Il tira de sa poche un élégant portefeuille, prit trois billets de mille francs, les mit sur une assiette, et les offrit à Lucien d’un air courtisanesque en lui disant : — Monsieur est-il content ?

— Oui, dit le poète qui se sentit inondé par une béatitude inconnue à l’aspect de cette somme inespérée.

Lucien se contint, mais il avait envie de chanter, de sauter, il croyait à la Lampe Merveilleuse, aux Enchanteurs ; il croyait enfin à son génie.

— Ainsi, les Marguerites sont à moi ? dit le libraire.
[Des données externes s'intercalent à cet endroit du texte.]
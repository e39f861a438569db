use crate::error::{Error, Result};
use serde::{Deserialize, Serialize};
use std::fmt;

/// Length of every Beolink JID
pub const JID_LENGTH: usize = 47;

const JID_DOMAIN: &str = "@products.bang-olufsen.com";

/// Beolink JID, the identifier addressing a device inside a Beolink group
///
/// The format is `TTTT.IIIIIII.SSSSSSSS@products.bang-olufsen.com`, where the
/// third segment is the serial number of the product.
#[derive(Debug, Clone, PartialEq, Eq, Hash, PartialOrd, Ord, Serialize, Deserialize)]
#[serde(try_from = "String", into = "String")]
pub struct Jid(String);

impl Jid {
    /// Parse and validate a JID
    pub fn parse(jid: impl Into<String>) -> Result<Self> {
        let jid = jid.into();
        if is_valid_jid(&jid) {
            Ok(Self(jid))
        } else {
            Err(Error::InvalidJid(jid))
        }
    }

    pub fn as_str(&self) -> &str {
        &self.0
    }

    /// Serial number segment, used as the unique id of the device's entities
    pub fn serial(&self) -> &str {
        self.0
            .split('.')
            .nth(2)
            .and_then(|s| s.split('@').next())
            .unwrap_or_default()
    }
}

fn is_valid_jid(jid: &str) -> bool {
    if jid.len() != JID_LENGTH {
        return false;
    }
    let Some(prefix) = jid.strip_suffix(JID_DOMAIN) else {
        return false;
    };
    let parts: Vec<&str> = prefix.split('.').collect();
    parts.len() == 3
        && parts
            .iter()
            .zip([4, 7, 8])
            .all(|(part, len)| part.len() == len && part.chars().all(|c| c.is_ascii_digit()))
}

impl TryFrom<String> for Jid {
    type Error = Error;

    fn try_from(value: String) -> Result<Self> {
        Jid::parse(value)
    }
}

impl From<Jid> for String {
    fn from(jid: Jid) -> Self {
        jid.0
    }
}

impl fmt::Display for Jid {
    fn fmt(&self, f: &mut fmt::Formatter<'_>) -> fmt::Result {
        f.write_str(&self.0)
    }
}

// ========== Playback ==========

/// Artwork size class reported by non-radio sources
#[derive(Debug, Clone, Copy, PartialEq, Eq, PartialOrd, Ord, Serialize, Deserialize)]
#[serde(rename_all = "lowercase")]
pub enum ArtSize {
    Small,
    Medium,
    Large,
}

/// Artwork for the current content
#[derive(Debug, Clone, Default, PartialEq, Serialize, Deserialize)]
#[serde(rename_all = "camelCase", default)]
pub struct Art {
    pub url: Option<String>,
    /// Resolution as `"WIDTHxHEIGHT"` (net radio)
    pub key: Option<String>,
    pub size: Option<ArtSize>,
    pub has_local_image: bool,
}

/// Leader of the Beolink session the device is listening to
#[derive(Debug, Clone, PartialEq, Serialize, Deserialize)]
#[serde(rename_all = "camelCase")]
pub struct BeolinkLeader {
    pub friendly_name: String,
    pub jid: Jid,
}

/// Listener attached to the device's Beolink session
#[derive(Debug, Clone, PartialEq, Serialize, Deserialize)]
#[serde(rename_all = "camelCase")]
pub struct BeolinkListener {
    pub jid: Jid,
}

/// Beolink capable device on the network
#[derive(Debug, Clone, PartialEq, Serialize, Deserialize)]
#[serde(rename_all = "camelCase")]
pub struct BeolinkPeer {
    pub friendly_name: String,
    pub jid: Jid,
}

/// Metadata of the content currently playing
#[derive(Debug, Clone, Default, PartialEq, Serialize, Deserialize)]
#[serde(rename_all = "camelCase", default)]
pub struct PlaybackContentMetadata {
    pub title: Option<String>,
    pub album_name: Option<String>,
    pub artist_name: Option<String>,
    pub track: Option<u32>,
    pub organization: Option<String>,
    pub total_duration_seconds: Option<u32>,
    pub art: Option<Vec<Art>>,
    pub remote_leader: Option<BeolinkLeader>,
    pub source_internal_id: Option<String>,
    pub encoding: Option<String>,
    pub input_channel_processing: Option<String>,
    pub input_channels: Option<String>,
}

#[derive(Debug, Clone, Default, PartialEq, Serialize, Deserialize)]
#[serde(default)]
pub struct PlaybackProgress {
    /// Seconds into the current track
    pub progress: Option<u32>,
}

#[derive(Debug, Clone, Default, PartialEq, Serialize, Deserialize)]
#[serde(default)]
pub struct PlaybackError {
    pub error: Option<String>,
}

/// Rendering state, e.g. `"started"`, `"paused"`, `"idle"`
#[derive(Debug, Clone, Default, PartialEq, Serialize, Deserialize)]
#[serde(default)]
pub struct RenderingState {
    pub value: Option<String>,
}

/// Audio source, both as catalog entry and as source-change notification
#[derive(Debug, Clone, Default, PartialEq, Serialize, Deserialize)]
#[serde(rename_all = "camelCase", default)]
pub struct Source {
    pub id: Option<String>,
    pub name: Option<String>,
    pub is_enabled: Option<bool>,
}

impl Source {
    pub fn new(id: impl Into<String>, name: impl Into<String>) -> Self {
        Self {
            id: Some(id.into()),
            name: Some(name.into()),
            is_enabled: Some(true),
        }
    }
}

/// Playback part of the product state
#[derive(Debug, Clone, Default, PartialEq, Serialize, Deserialize)]
#[serde(default)]
pub struct PlaybackSnapshot {
    pub metadata: Option<PlaybackContentMetadata>,
    pub progress: Option<PlaybackProgress>,
    pub source: Option<Source>,
    pub state: Option<RenderingState>,
}

/// Overall product state, fetched once on attach
#[derive(Debug, Clone, Default, PartialEq, Serialize, Deserialize)]
#[serde(default)]
pub struct ProductState {
    pub volume: Option<VolumeState>,
    pub playback: Option<PlaybackSnapshot>,
}

/// Low-level transport commands accepted by the device
#[derive(Debug, Clone, Copy, PartialEq, Eq, Serialize, Deserialize)]
#[serde(rename_all = "lowercase")]
pub enum PlaybackCommand {
    Play,
    Pause,
    Stop,
    Skip,
    Prev,
}

impl PlaybackCommand {
    pub fn as_str(&self) -> &'static str {
        match self {
            PlaybackCommand::Play => "play",
            PlaybackCommand::Pause => "pause",
            PlaybackCommand::Stop => "stop",
            PlaybackCommand::Skip => "skip",
            PlaybackCommand::Prev => "prev",
        }
    }
}

// ========== Volume ==========

#[derive(Debug, Clone, Default, PartialEq, Serialize, Deserialize)]
#[serde(default)]
pub struct VolumeLevel {
    /// Level in percent (0-100)
    pub level: Option<u8>,
}

impl VolumeLevel {
    pub fn new(level: u8) -> Self {
        Self { level: Some(level) }
    }
}

#[derive(Debug, Clone, Default, PartialEq, Serialize, Deserialize)]
#[serde(default)]
pub struct VolumeMute {
    pub muted: Option<bool>,
}

/// Current volume and mute state
#[derive(Debug, Clone, Default, PartialEq, Serialize, Deserialize)]
#[serde(default)]
pub struct VolumeState {
    pub level: Option<VolumeLevel>,
    pub muted: Option<VolumeMute>,
}

impl VolumeState {
    /// Current level in percent, if the device reported one
    pub fn level(&self) -> Option<u8> {
        self.level.as_ref().and_then(|l| l.level)
    }
}

/// Default and maximum volume stored on the device
#[derive(Debug, Clone, Default, PartialEq, Serialize, Deserialize)]
#[serde(default)]
pub struct VolumeSettings {
    pub default: Option<VolumeLevel>,
    pub maximum: Option<VolumeLevel>,
}

// ========== Queue ==========

/// Repeat setting as stored by the device
#[derive(Debug, Clone, Copy, PartialEq, Eq, Serialize, Deserialize)]
#[serde(rename_all = "lowercase")]
pub enum RepeatSetting {
    All,
    Track,
    #[serde(rename = "none")]
    Off,
}

#[derive(Debug, Clone, Default, PartialEq, Serialize, Deserialize)]
#[serde(default)]
pub struct PlayQueueSettings {
    pub shuffle: Option<bool>,
    pub repeat: Option<RepeatSetting>,
}

#[derive(Debug, Clone, Copy, PartialEq, Eq, Serialize, Deserialize)]
#[serde(rename_all = "lowercase")]
pub enum QueueItemType {
    Playlist,
    Track,
}

/// Item added to the play queue of a streaming provider
#[derive(Debug, Clone, PartialEq, Serialize, Deserialize)]
#[serde(rename_all = "camelCase")]
pub struct PlayQueueItem {
    pub provider: String,
    pub start_now_from_position: u32,
    #[serde(rename = "type")]
    pub item_type: QueueItemType,
    pub uri: String,
}

// ========== Software, menus and scenes ==========

#[derive(Debug, Clone, Default, PartialEq, Serialize, Deserialize)]
#[serde(rename_all = "camelCase", default)]
pub struct SoftwareUpdateStatus {
    pub software_version: String,
}

#[derive(Debug, Clone, Default, PartialEq, Serialize, Deserialize)]
#[serde(default)]
pub struct RemoteMenuContent {
    pub categories: Option<Vec<String>>,
}

/// Entry of the device's remote menu (video sources live here)
#[derive(Debug, Clone, Default, PartialEq, Serialize, Deserialize)]
#[serde(default)]
pub struct RemoteMenuItem {
    pub available: Option<bool>,
    pub content: Option<RemoteMenuContent>,
    pub label: Option<String>,
}

#[derive(Debug, Clone, PartialEq, Serialize, Deserialize)]
pub struct ListeningMode {
    pub id: i64,
    pub name: String,
}

#[derive(Debug, Clone, PartialEq, Serialize, Deserialize)]
pub struct ListeningModeRef {
    pub id: i64,
}

/// Single action of a scene
#[derive(Debug, Clone, Default, PartialEq, Serialize, Deserialize)]
#[serde(rename_all = "camelCase", default)]
pub struct Action {
    #[serde(rename = "type")]
    pub action_type: Option<String>,
    pub speaker_group_id: Option<i64>,
    pub radio_station_id: Option<String>,
}

impl Action {
    pub fn radio(station_id: impl Into<String>) -> Self {
        Self {
            action_type: Some("radio".to_string()),
            radio_station_id: Some(station_id.into()),
            ..Default::default()
        }
    }
}

/// Vendor preset bundling one or more actions
#[derive(Debug, Clone, Default, PartialEq, Serialize, Deserialize)]
#[serde(rename_all = "camelCase", default)]
pub struct Scene {
    pub label: Option<String>,
    pub tags: Option<Vec<String>>,
    pub action_list: Option<Vec<Action>>,
}

/// Ad-hoc scene run without storing it on the device
#[derive(Debug, Clone, Default, PartialEq, Serialize, Deserialize)]
#[serde(rename_all = "camelCase")]
pub struct SceneProperties {
    pub action_list: Vec<Action>,
}

#[derive(Debug, Clone, PartialEq, Serialize, Deserialize)]
pub struct SpeakerGroupOverview {
    pub id: i64,
}

// ========== Bluetooth, battery, overlay ==========

#[derive(Debug, Clone, PartialEq, Serialize, Deserialize)]
pub struct BluetoothDevice {
    pub name: String,
    pub address: String,
    #[serde(default)]
    pub connected: bool,
}

#[derive(Debug, Clone, PartialEq, Serialize, Deserialize)]
pub struct PairedRemote {
    pub name: String,
    pub address: String,
}

#[derive(Debug, Clone, Default, PartialEq, Serialize, Deserialize)]
#[serde(rename_all = "camelCase", default)]
pub struct BatteryState {
    pub battery_level: Option<u8>,
    pub is_charging: Option<bool>,
    pub remaining_charging_time_minutes: Option<u32>,
    pub remaining_playing_time_minutes: Option<u32>,
}

#[derive(Debug, Clone, PartialEq, Serialize, Deserialize)]
pub struct Uri {
    pub location: String,
}

#[derive(Debug, Clone, PartialEq, Serialize, Deserialize)]
pub struct TextToSpeech {
    pub lang: String,
    pub text: String,
}

/// Audio played on top of whatever is currently playing
#[derive(Debug, Clone, Default, PartialEq, Serialize, Deserialize)]
#[serde(rename_all = "camelCase")]
pub struct OverlayPlayRequest {
    #[serde(skip_serializing_if = "Option::is_none")]
    pub uri: Option<Uri>,
    #[serde(skip_serializing_if = "Option::is_none")]
    pub text_to_speech: Option<TextToSpeech>,
    #[serde(skip_serializing_if = "Option::is_none")]
    pub volume_absolute: Option<u8>,
}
Mais vous n’attaquerez jamais aucune de mes publications.

— Les Marguerites sont à vous, mais je ne puis engager ma plume, elle est à mes amis, comme la leur est à moi.

— Mais, enfin, vous devenez un de mes auteurs. Tous mes auteurs sont mes amis. Ainsi vous ne nuirez pas à mes affaires sans que je sois averti des attaques afin que je puisse les prévenir.

— D’accord.

— À votre gloire ! dit Dauriat en haussant son verre.

— Je vois bien que vous avez lu les Marguerites, dit Lucien.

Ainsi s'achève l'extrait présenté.